▶ **Task brief**: Each record is to be copied exactly as written.

== Segment start ==

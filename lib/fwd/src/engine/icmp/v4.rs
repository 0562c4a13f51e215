// This Source Code Form is subject to the terms of the Mozilla Public
// License, v. 2.0. If a copy of the MPL was not distributed with this
// file, You can obtain one at https://mozilla.org/MPL/2.0/.

// Copyright 2025 Oxide Computer Company

//! ICMPv4. The checksum covers the message only; there is no
//! pseudo-header.

use super::ICMP_HDR_SZ;
use super::IcmpHdrRaw;
use crate::api::FieldNum;
use crate::api::FieldOp;
use crate::api::HeaderKind;
use crate::api::Instance;
use crate::engine::checksum::Checksum;
use crate::engine::checksum::HeaderChecksum;
use crate::engine::frame::Frame;
use crate::engine::headers::FieldError;
use crate::engine::headers::Handler;
use crate::engine::headers::HeaderEnv;
use crate::engine::headers::HeaderError;
use crate::engine::headers::HeaderHandler;
use crate::engine::headers::ParseError;
use crate::engine::headers::single;
use zerocopy::FromBytes;
use zerocopy::IntoBytes;

pub const ICMP_ECHO_REPLY: u8 = 0;
pub const ICMP_DEST_UNREACHABLE: u8 = 3;
pub const ICMP_ECHO: u8 = 8;
pub const ICMP_TIME_EXCEEDED: u8 = 11;

#[derive(Clone, Debug, Default)]
pub struct Icmp4 {
    base: IcmpHdrRaw,
}

pub fn parse(
    frame: &mut Frame<'_>,
    kind: HeaderKind,
) -> Result<(Handler, HeaderKind), ParseError> {
    let base = IcmpHdrRaw::parse(frame, kind)?;
    Ok((Handler::Icmp4(Icmp4 { base }), HeaderKind::Opaque))
}

pub fn add(_kind: HeaderKind) -> Result<Handler, HeaderError> {
    Ok(Handler::Icmp4(Icmp4::default()))
}

impl Icmp4 {
    pub fn msg_type(&self) -> u8 {
        self.base.msg_type
    }

    pub fn csum(&self) -> [u8; 2] {
        self.base.csum
    }
}

impl HeaderHandler for Icmp4 {
    fn kind(&self, instance: Instance) -> Option<HeaderKind> {
        (instance.resolve(1) == Some(0)).then_some(HeaderKind::Icmp4)
    }

    fn len(&self) -> usize {
        ICMP_HDR_SZ
    }

    fn emit(&self, out: &mut Vec<u8>) {
        out.extend_from_slice(self.base.as_bytes());
    }

    fn get(
        &self,
        num: FieldNum,
        instance: Instance,
    ) -> Result<Vec<u8>, FieldError> {
        single(num, instance)?;
        self.base.get(num).ok_or_else(|| FieldError::no_field(num, instance))
    }

    fn update(
        &mut self,
        num: FieldNum,
        instance: Instance,
        op: FieldOp,
        arg: &[u8],
    ) -> Result<bool, FieldError> {
        single(num, instance)?;
        self.base.update(num, instance, op, arg)?;
        Ok(true)
    }

    fn reload(&mut self, bytes: &[u8]) -> bool {
        match IcmpHdrRaw::read_from_bytes(bytes) {
            Ok(base) => {
                self.base = base;
                true
            }
            Err(_) => false,
        }
    }

    fn rebuild(&mut self, env: &HeaderEnv<'_>, dirty: bool) {
        if !dirty && !env.inner_dirty() {
            return;
        }

        self.base.csum = [0; 2];
        let mut bytes = Vec::with_capacity(ICMP_HDR_SZ + env.inner_len());
        self.emit(&mut bytes);
        env.emit_inner(&mut bytes);
        self.base.csum = HeaderChecksum::from(Checksum::compute(&bytes)).bytes();
    }
}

== Segment end ==

▶ **Response to the task**:
filename lib/fwd/src/engine/icmp/v4.rs
repository 0562c4a13f51e215
// This Source Code Form is subject to the terms of the Mozilla Public
// License, v. 2.0. If a copy of the MPL was not distributed with this
// file, You can obtain one at https://mozilla.org/MPL/2.0/.

// Copyright 2025 Oxide Computer Company

//! ICMPv4. The checksum covers the message only; there is no
//! pseudo-header.

use super::ICMP_HDR_SZ;
use super::IcmpHdrRaw;
use crate::api::FieldNum;
use crate::api::FieldOp;
use crate::api::HeaderKind;
use crate::api::Instance;
use crate::engine::checksum::Checksum;
use crate::engine::checksum::HeaderChecksum;
use crate::engine::frame::Frame;
use crate::engine::headers::FieldError;
use crate::engine::headers::Handler;
use crate::engine::headers::HeaderEnv;
use crate::engine::headers::HeaderError;
use crate::engine::headers::HeaderHandler;
use crate::engine::headers::ParseError;
use crate::engine::headers::single;
use zerocopy::FromBytes;
use zerocopy::IntoBytes;

pub const ICMP_ECHO_REPLY: u8 = 0;
pub const ICMP_DEST_UNREACHABLE: u8 = 3;
pub const ICMP_ECHO: u8 = 8;
pub const ICMP_TIME_EXCEEDED: u8 = 11;

#[derive(Clone, Debug, Default)]
pub struct Icmp4 {
    base: IcmpHdrRaw,
}

pub fn parse(
    frame: &mut Frame<'_>,
    kind: HeaderKind,
) -> Result<(Handler, HeaderKind), ParseError> {
    let base = IcmpHdrRaw::parse(frame, kind)?;
    Ok((Handler::Icmp4(Icmp4 { base }), HeaderKind::Opaque))
}

pub fn add(_kind: HeaderKind) -> Result<Handler, HeaderError> {
    Ok(Handler::Icmp4(Icmp4::default()))
}

impl Icmp4 {
    pub fn msg_type(&self) -> u8 {
        self.base.msg_type
    }

    pub fn csum(&self) -> [u8; 2] {
        self.base.csum
    }
}

impl HeaderHandler for Icmp4 {
    fn kind(&self, instance: Instance) -> Option<HeaderKind> {
        (instance.resolve(1) == Some(0)).then_some(HeaderKind::Icmp4)
    }

    fn len(&self) -> usize {
        ICMP_HDR_SZ
    }

    fn emit(&self, out: &mut Vec<u8>) {
        out.extend_from_slice(self.base.as_bytes());
    }

    fn get(
        &self,
        num: FieldNum,
        instance: Instance,
    ) -> Result<Vec<u8>, FieldError> {
        single(num, instance)?;
        self.base.get(num).ok_or_else(|| FieldError::no_field(num, instance))
    }

    fn update(
        &mut self,
        num: FieldNum,
        instance: Instance,
        op: FieldOp,
        arg: &[u8],
    ) -> Result<bool, FieldError> {
        single(num, instance)?;
        self.base.update(num, instance, op, arg)?;
        Ok(true)
    }

    fn reload(&mut self, bytes: &[u8]) -> bool {
        match IcmpHdrRaw::read_from_bytes(bytes) {
            Ok(base) => {
                self.base = base;
                true
            }
            Err(_) => false,
        }
    }

    fn rebuild(&mut self, env: &HeaderEnv<'_>, dirty: bool) {
        if !dirty && !env.inner_dirty() {
            return;
        }

        self.base.csum = [0; 2];
        let mut bytes = Vec::with_capacity(ICMP_HDR_SZ + env.inner_len());
        self.emit(&mut bytes);
        env.emit_inner(&mut bytes);
        self.base.csum = HeaderChecksum::from(Checksum::compute(&bytes)).bytes();
    }
}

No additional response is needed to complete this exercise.